The 90s brought us a lot of great things. I mean come on who doesn’t love scrunchies, fanny packs, and a good colorful windbreaker? And the best part about all of these 90s trends is they are back in style! Walk down the street and you will see plenty of these trends. Some of them haven’t gone out of style this whole time. One of these? Zumba.

These classes are taken by millions of people each year around the world. Walk into almost any public gym and you will see Zumba classes being offered and filled up fast. Maybe you are the first one to sign up for the 6 am class. Maybe you are the person who has never taken a Zumba class and wonders what all the hype is about.

Either way it is good to know what this type of exercise is doing for your body. Is it just all fun and games? Is it the missing piece for your cardio plan? And what do you do if Zumba classes are not available to you?

Maybe Zumba doesn’t quite sound like your thing or you’re just not sure what you are getting yourself into. Get all your questions answered below! Or check out these other great fitness trends like Pilates and HIIT.


This type of exercise was founded in the 90s in Columbia and popularized in the United States in the early 2000s. Alberto “Beto” Perez was the founder. An aerobics instructor, Perez forgot his music for the class and needed to improvise with a salsa tape he had on hand. He headed a class that was a mix of aerobics and dancing.

When he started teaching his style in Miami in 2001, he ended up meeting Alberto Perlman and Alberto Aghion. Together, they started calling the style Zumba. This has absolutely no significant meaning, but the name must have stuck. Now we have the hybrid aerobics and dance that we know as the craze, Zumba!


We have discovered that Zumba is a mix of aerobics and dance, but what does this actually entail? The Latin dance inspired class consists of a 45 to 60-minute workout. The workout starts with a slower song to help you get warmed up and the songs build to a higher intensity. The workout then ends with a cool down song to help get your heart rate back down.

Classes are led by a certified instructor who will tell and show you what movements you need to do for the workout. The moves pull from different Latin dances such as the samba, salsa, merengue, and reggaeton. The workout itself is designed to mix in both high-intensity and low-intensity moves. Not sure what high-intensity really means? Read more about high-intensity interval training.


Because you are constantly moving in a Zumba class, it is definitely considered more of a low-intensity steady state cardio. Even though there are some parts of the workout that are more intense than others, it is not quite considered interval training. This is a great way to work in some cardio to your program, but as far as strength your advances are limited.

There are some forms of Zumba that do incorporate strength into them. These are going to be more body weight or light weight workouts. They will incorporate things like squats, burpees, and lunges into the dance styles to add more muscle engagement.

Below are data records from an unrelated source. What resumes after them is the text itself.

//! Batch orchestration tests on real temp directories.

use std::fs;
use std::io::Write;

use flate2::Compression;
use flate2::write::GzEncoder;

use svopt::ThumbnailOptions;
use svopt::batch::{BatchOptions, collect_svg_files, run_batch};

const GOOD: &str = "<svg xmlns=\"http://www.w3.org/2000/svg\"><!--x--><rect width=\"4\" height=\"4\"/></svg>";

fn gzip(data: &[u8]) -> Vec<u8> {
    let mut enc = GzEncoder::new(Vec::new(), Compression::default());
    enc.write_all(data).unwrap();
    enc.finish().unwrap()
}

#[test]
fn one_malformed_file_does_not_poison_the_batch() {
    let dir = tempfile::tempdir().unwrap();
    let out = dir.path().join("out");
    fs::write(dir.path().join("a.svg"), GOOD).unwrap();
    fs::write(dir.path().join("b.svg"), "<svg><rect></svg").unwrap();
    fs::write(dir.path().join("c.svg"), GOOD).unwrap();

    let opts = BatchOptions {
        out_dir: out.clone(),
        jobs: 2,
        ..BatchOptions::default()
    };
    let summary = run_batch(dir.path().to_str().unwrap(), &opts).unwrap();

    assert_eq!(summary.attempted(), 3);
    assert_eq!(summary.succeeded(), 2);
    assert_eq!(summary.failed(), 1);
    assert!(out.join("a.svg").is_file());
    assert!(out.join("c.svg").is_file());
    assert!(!out.join("b.svg").exists());

    let failed = summary
        .outcomes
        .iter()
        .find(|o| o.error.is_some())
        .unwrap();
    assert!(failed.source.ends_with("b.svg"));
}

#[test]
fn svgz_input_optimizes_identically_to_plain_svg() {
    let dir = tempfile::tempdir().unwrap();
    let out = dir.path().join("out");
    fs::write(dir.path().join("plain.svg"), GOOD).unwrap();
    fs::write(dir.path().join("packed.svgz"), gzip(GOOD.as_bytes())).unwrap();

    let opts = BatchOptions {
        out_dir: out.clone(),
        jobs: 1,
        ..BatchOptions::default()
    };
    let summary = run_batch(dir.path().to_str().unwrap(), &opts).unwrap();
    assert_eq!(summary.failed(), 0);

    let plain = fs::read_to_string(out.join("plain.svg")).unwrap();
    let packed = fs::read_to_string(out.join("packed.svgz")).unwrap();
    assert_eq!(plain, packed);
    assert!(!plain.contains("<!--"));
}

#[test]
fn dry_run_writes_nothing() {
    let dir = tempfile::tempdir().unwrap();
    let out = dir.path().join("out");
    fs::write(dir.path().join("a.svg"), GOOD).unwrap();

    let opts = BatchOptions {
        out_dir: out.clone(),
        dry_run: true,
        ..BatchOptions::default()
    };
    let summary = run_batch(dir.path().to_str().unwrap(), &opts).unwrap();
    assert_eq!(summary.succeeded(), 1);
    assert!(summary.outcomes[0].bytes_after > 0);
    assert!(!out.exists());
}

#[test]
fn glob_patterns_resolve() {
    let dir = tempfile::tempdir().unwrap();
    fs::write(dir.path().join("a.svg"), GOOD).unwrap();
    fs::write(dir.path().join("b.svg"), GOOD).unwrap();
    fs::write(dir.path().join("c.txt"), "no").unwrap();

    let pattern = format!("{}/*.svg", dir.path().display());
    let files = collect_svg_files(&pattern).unwrap();
    assert_eq!(files.len(), 2);
}

#[test]
fn png_export_lands_next_to_the_svg() {
    let dir = tempfile::tempdir().unwrap();
    let out = dir.path().join("out");
    fs::write(
        dir.path().join("a.svg"),
        "<svg xmlns=\"http://www.w3.org/2000/svg\" viewBox=\"0 0 8 8\"><rect width=\"8\" height=\"8\" fill=\"#00f\"/></svg>",
    )
    .unwrap();

    let opts = BatchOptions {
        out_dir: out.clone(),
        export_png: true,
        jobs: 1,
        ..BatchOptions::default()
    };
    let summary = run_batch(dir.path().to_str().unwrap(), &opts).unwrap();
    assert_eq!(summary.failed(), 0);
    assert!(out.join("a.svg").is_file());
    let png = fs::read(out.join("a.png")).unwrap();
    assert_eq!(&png[..4], &[0x89, b'P', b'N', b'G']);
}

#[test]
fn failed_png_export_marks_the_file_failed_but_keeps_the_svg() {
    let dir = tempfile::tempdir().unwrap();
    let out = dir.path().join("out");
    fs::write(dir.path().join("a.svg"), GOOD).unwrap();

    // Zero-sized thumbnails cannot be rasterized.
    let opts = BatchOptions {
        out_dir: out.clone(),
        export_png: true,
        thumbnail: ThumbnailOptions {
            width: 0,
            ..ThumbnailOptions::default()
        },
        jobs: 1,
        ..BatchOptions::default()
    };
    let summary = run_batch(dir.path().to_str().unwrap(), &opts).unwrap();
    assert_eq!(summary.failed(), 1);
    assert!(summary.outcomes[0].error.is_some());
    // The optimized SVG was written before the export attempt and stands.
    assert_eq!(summary.outcomes[0].dest, Some(out.join("a.svg")));
    assert!(out.join("a.svg").is_file());
    assert!(!out.join("a.png").exists());
}

#[test]
fn missing_input_is_a_preflight_error() {
    let err = run_batch("/definitely/not/here/*.svg", &BatchOptions::default()).unwrap_err();
    assert!(err.to_string().contains("no SVG files matched"));
}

One of the biggest benefits to a Zumba class is the fun! For some people weightlifting is not their thing. They maybe aren’t accustomed to what doing a weight training session is and want something that will keep them on their toes and excited to work out. This dancing style of exercise definitely provides


As with all of the other group classes we have talked about, Zumba is not going to give you the great strength gains you may want. Because it is a cardio based workout, we are only working in one energy system primarily. We are losing some of the power and strength that comes from lifting per say.

Another aspect that I have found when doing these types of workouts is the all-out effort part. The thing about Zumba is it is 100% dependent on the effort you give. You could be doing the moves but if you are not doing them all out, you could not be getting the same benefits as mentioned above. For example, in a back squat once the weight is on your back you have no choice but to lift it. However, in Zumba it could be easy to hide behind the group class and not get the most out of it.

One other issue with the Zumba workout is that it is not targeting upper body much. Yes, there are some arm movements, but they are not taking on the workload of the workout. If this is the only class you are taking part of as your exercise mode, you will not be getting a total body workout from a strength standpoint.

It is also important to note that we need resistance like dumbbells or our body weight to make a strength gain and prevent osteoporosis. Try supplementing your zumba class with a total body strength workout! Finding balance in your workout routine is important.